Davanti al Comitato per il digitale, la cultura e i media del parlamento inglese Sandy Parakilas, responsabile Facebook per il controllo delle violazioni dei dati da parte di sviluppatori di software terzi tra il 2011 e il 2012 e una delle fonti del «Facebookgate», ieri ha detto che i dirigenti dell’azienda erano stati messi al corrente della vulnerabilità della piattaforma. Il problema è questo: una volta che i dati lasciano i server di Facebook verso le «app» esterne non c’è alcun controllo. Almeno nel 2015, l’anno in cui è iniziato lo scandalo che ha messo in crisi il social network celebrato come una reliquia contemporanea. Parakilas ha detto che l’azienda dava l’impressione di temere di essere ritenuta responsabile nel caso in cui un’indagine avesse dimostrato una violazione anche da parte di terzi. In questo caso avrebbe sostenuto di essere «solo» una piattaforma e di non essere responsabile per l’uso dei dati che è stato fatto dalla Cambridge Analytica nella campagna presidenziale di Donald Trump nel 2016. La deputata laburista Julie Elliott ha chiesto a Parakilas se pensa che Facebook capisca l’enormità del problema per le sorti della democrazia. «No – ha risposto – altrimenti avrebbero agito due anni e mezzo fa più velocemente».

LA MATERIA È INCANDESCENTE e riguarda la natura stessa del capitalismo digitale, almeno quello fino ad oggi percepito: piattaforme che servono a intrattenersi, e non a produrre profitti colossali. Se fosse appurata una violazione di dati, la Federal Trade Commission americana può imporre una multa fino a 40 mila dollari per violazione. Il totale da pagare sarebbe di oltre 2 miliardi di dollari. Il problema non è solo questo, ma la vendita di dati – lavorati e ricombinati da altre aziende che «micro-targettizzano» le persone per la pubblicità o le campagne elettorali. «Questa è una caratteristica della pubblicità digitale» ha confermato Parakilas. Una precisazione essenziale per comprendere, in maniera materialistica e in direzione di una critica dell’economia politica digitale, la posta in gioco.

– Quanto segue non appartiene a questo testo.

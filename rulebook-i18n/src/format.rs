//! Placeholder interpolation and value rendering for messages

use chrono::{DateTime, Utc};

/// Replace positional placeholders `{0}`, `{1}`, … with `args`.
///
/// Placeholders without a matching argument are left untouched, as is any
/// brace text that is not a plain index.
///
/// ```
/// use rulebook_i18n::interpolate;
///
/// assert_eq!(interpolate("{0} must be between {1} and {2}.", &["age", "18", "65"]),
///            "age must be between 18 and 65.");
/// ```
pub fn interpolate<S: AsRef<str>>(template: &str, args: &[S]) -> String {
    let mut out = String::with_capacity(template.len());
    let mut rest = template;

    while let Some(open) = rest.find('{') {
        out.push_str(&rest[..open]);
        let after = &rest[open + 1..];

        let replaced = after.find('}').and_then(|close| {
            let index: usize = after[..close].parse().ok()?;
            let arg = args.get(index)?;
            Some((arg.as_ref(), close))
        });

        match replaced {
            Some((arg, close)) => {
                out.push_str(arg);
                rest = &after[close + 1..];
            }
            None => {
                out.push('{');
                rest = after;
            }
        }
    }

    out.push_str(rest);
    out
}

/// Render an instant the way validation messages show dates: `2024-01-31/13:05` (UTC).
pub fn format_date(instant: &DateTime<Utc>) -> String {
    instant.format("%Y-%m-%d/%H:%M").to_string()
}

/// Render a number with the shortest representation (`18`, `2.5`).
pub fn format_number(n: f64) -> String {
    if n.fract() == 0.0 && n.abs() < 1e15 {
        format!("{}", n as i64)
    } else {
        format!("{}", n)
    }
}
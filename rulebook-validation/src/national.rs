//! National identification code checksum

/// Check a 10-digit national code with the weighted mod-11 checksum.
///
/// The first nine digits are weighted 10 down to 2; with `r` the weighted sum
/// modulo 11, the tenth digit must equal `r` when `r < 2` and `11 - r`
/// otherwise.
///
/// ```
/// use rulebook_validation::is_valid_national_code;
///
/// assert!(is_valid_national_code("0499370899"));
/// assert!(!is_valid_national_code("0499370898"));
/// ```
pub fn is_valid_national_code(input: &str) -> bool {
    let bytes = input.as_bytes();
    if bytes.len() != 10 || !bytes.iter().all(u8::is_ascii_digit) {
        return false;
    }

    let digit = |i: usize| u32::from(bytes[i] - b'0');
    let check = digit(9);
    let sum = (0..9).map(|i| digit(i) * (10 - i as u32)).sum::<u32>() % 11;

    (sum < 2 && check == sum) || (sum >= 2 && check + sum == 11)
}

È INTERESSANTE, a questo proposito, l’intervista rilasciata ieri al quarto canale radiofonico della Bbc da Alexander Kogan, ricercatore a Cambridge e a San Pietroburgo, che ha creato l’app «This is your digital life» con la quale ha reclutato 270 mila utenti secondo le modalità note su mercati digitali come «Amazon Mechanical Turk». In cambio di 3/4 dollari (e 800 mila dollari di budget) queste persone hanno risposto a un quiz sulla personalità. Fondi messi a disposizione da un’azienda per cui Kogan ha lavorato: la Strategic Communication Laboratories. Cambridge Analytica, diretta fino all’altro ieri da Alexander Nix poi dimissionato, è una sua costola. L’azione contestata è questa: Dai dati prodotti dalla forza lavoro di 270 mila persone si è risaliti ai loro «amici» su Facebook. E si è realizzato il «raccolto» di 50 milioni di profili, sostiene il «whistleblower» Christopher Wylie. Questo «raccolto» è stato usato per profilare e raggiungere qualcuno di quei 40 mila votanti nei tre stati americani che hanno permesso a Trump di vincere le elezioni nel 2016. È la tesi di Mark Turnbull, direttore del ramo politico della Cambridge Analytica.

KOGAN SI È DEFINITO un «capro espiatorio». «Cambridge Analytica utilizza i dati Facebook delle persone per il micro-targeting – ha detto – È in questo modo che sono usati i dati dalla maggior parte delle piattaforme. Facebook e Twitter e altre piattaforme fanno soldi attraverso la pubblicità. L’utente otterrà un prodotto che costa miliardi di dollari per farlo funzionare e in cambio le aziende lo vendono agli inserzionisti». «Mi hanno assicurato che tutto era perfettamente legale e rispettava i termini del servizio». «Quello che mi è stato comunicato con forza è che migliaia e forse decine di migliaia di app stavano facendo la stessa cosa. È stato un caso d’uso abbastanza normale dei dati di Facebook». Kogan ha detto di ignorare come i dati da lui prodotti siano stati usati. Sarebbe «orribile», ha detto, se avessero permesso di influenzare l’elezione di Trump «i cui valori non sono ben allineati con i miei». È una valutazione convergente con quella di Facebook che si è detto «ingannato». Nel gioco degli appalti e dei subappalti, ricorrente anche nell’economia digitale, sembra la norma. Ma non solleva Zuckerberg – che ha riconosciuto «errori» – dal sospetto di essere stato usato come uno strumento per affermare una visione politica opposta alla propria. Svalutando il bene capitalistico per eccellenza: la fiducia nella piattaforma e la sua reputazione.